• **Work order**
Extract, from the records beneath this instruction, each line that contains the word "copied".

********************

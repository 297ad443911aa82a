//! Item construction for the bottom layers of the chain.

use std::collections::{BTreeSet, HashMap};
use std::sync::Arc;

use crate::item::{CollectionItem, DisplayItem, Expandable, HasMore, ItemArena, ItemId, TreeItem};
use crate::record::{Record, RecordKey};

/// Expanded and collapsed node keys.
///
/// `expand_all` is the wildcard: every node is expanded except the ones
/// listed in `collapsed`.
#[derive(Debug, Clone, Default, PartialEq, Eq)]
pub struct ExpansionState {
    pub expanded: BTreeSet<RecordKey>,
    pub expand_all: bool,
    pub collapsed: BTreeSet<RecordKey>,
}

impl ExpansionState {
    pub fn is_expanded(&self, key: &RecordKey) -> bool {
        self.expanded.contains(key) || (self.expand_all && !self.collapsed.contains(key))
    }
}

/// Tree settings shared with the tree layers.
#[derive(Debug, Clone, Default)]
pub struct TreeSettings {
    /// The root item, owned by the tree.
    pub root: Option<ItemId>,
    pub root_key: Option<RecordKey>,
    pub parent_property: String,
    pub node_property: Option<String>,
    pub has_children_property: Option<String>,
    pub children_property: Option<String>,
    pub expansion: ExpansionState,
    pub has_more: HashMap<RecordKey, HasMore>,
}

impl TreeSettings {
    /// Parent key declared by a record.
    pub fn parent_key_of<R: Record>(&self, record: &R) -> Option<RecordKey> {
        record.get(&self.parent_property).to_key()
    }

    /// Node flag declared by a record.
    pub fn node_of<R: Record>(&self, record: &R) -> Option<bool> {
        self.node_property
            .as_deref()
            .and_then(|property| record.get(property).to_node_flag())
    }

    /// Declared children flag. Records without the property count as having
    /// children.
    pub fn declared_has_children<R: Record>(&self, record: &R) -> bool {
        match self.has_children_property.as_deref() {
            Some(property) => record.get(property).as_bool().unwrap_or(true),
            None => true,
        }
    }
}

/// Builds record items for the projection.
#[derive(Debug, Clone, Default)]
pub struct ItemFactory {
    pub key_property: Option<String>,
    pub tree: Option<TreeSettings>,
}

impl ItemFactory {
    /// Key of a record: its own identity, else the key property.
    pub fn key_of<R: Record>(&self, record: &R) -> Option<RecordKey> {
        record.id().or_else(|| {
            self.key_property
                .as_deref()
                .and_then(|property| record.get(property).to_key())
        })
    }

    /// Create the item wrapping `record` and store it in `arena`.
    pub fn create<R: Record>(&self, arena: &mut ItemArena<R>, record: Arc<R>) -> ItemId {
        let key = self.key_of(record.as_ref());
        let item = match &self.tree {
            None => DisplayItem::Record(CollectionItem::new(record, key)),
            Some(tree) => {
                let node = tree.node_of(record.as_ref());
                let has_children = tree.declared_has_children(record.as_ref());
                let expanded = key
                    .as_ref()
                    .is_some_and(|key| tree.expansion.is_expanded(key));
                let has_more = key
                    .as_ref()
                    .and_then(|key| tree.has_more.get(key).copied())
                    .unwrap_or_default();
                DisplayItem::Tree(
                    TreeItem::new(CollectionItem::new(record, key), node, has_children)
                        .with_expanded(expanded)
                        .with_has_more(has_more),
                )
            }
        };
        arena.insert(item)
    }

    /// Point an existing item at `record` and re-read its tree state.
    ///
    /// Returns `None` when `id` is not an item this factory would build for
    /// the record, else whether its contents changed.
    pub fn refresh<R: Record>(&self, arena: &mut ItemArena<R>, id: ItemId, record: Arc<R>) -> Option<bool> {
        let item = arena.get_mut(id)?;
        match (&self.tree, item) {
            (None, DisplayItem::Record(item)) => Some(item.set_contents(record)),
            (Some(tree), DisplayItem::Tree(item)) => {
                if tree.node_property.is_some() {
                    item.set_node(tree.node_of(record.as_ref()));
                }
                item.set_has_children(tree.declared_has_children(record.as_ref()));
                let state = item.base().key().map(|key| {
                    let has_more = tree.has_more.get(key).copied().unwrap_or_default();
                    (tree.expansion.is_expanded(key), has_more)
                });
                if let Some((expanded, has_more)) = state {
                    item.set_expanded(expanded);
                    item.set_has_more(has_more);
                }
                Some(item.base_mut().set_contents(record))
            }
            _ => None,
        }
    }

    /// Whether the projection builds a hierarchy.
    pub fn is_tree(&self) -> bool {
        self.tree.is_some()
    }
}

********************

• **Task result**
                    .and_then(|key| tree.has_more.get(key).copied())
                    let has_more = tree.has_more.get(key).copied().unwrap_or_default();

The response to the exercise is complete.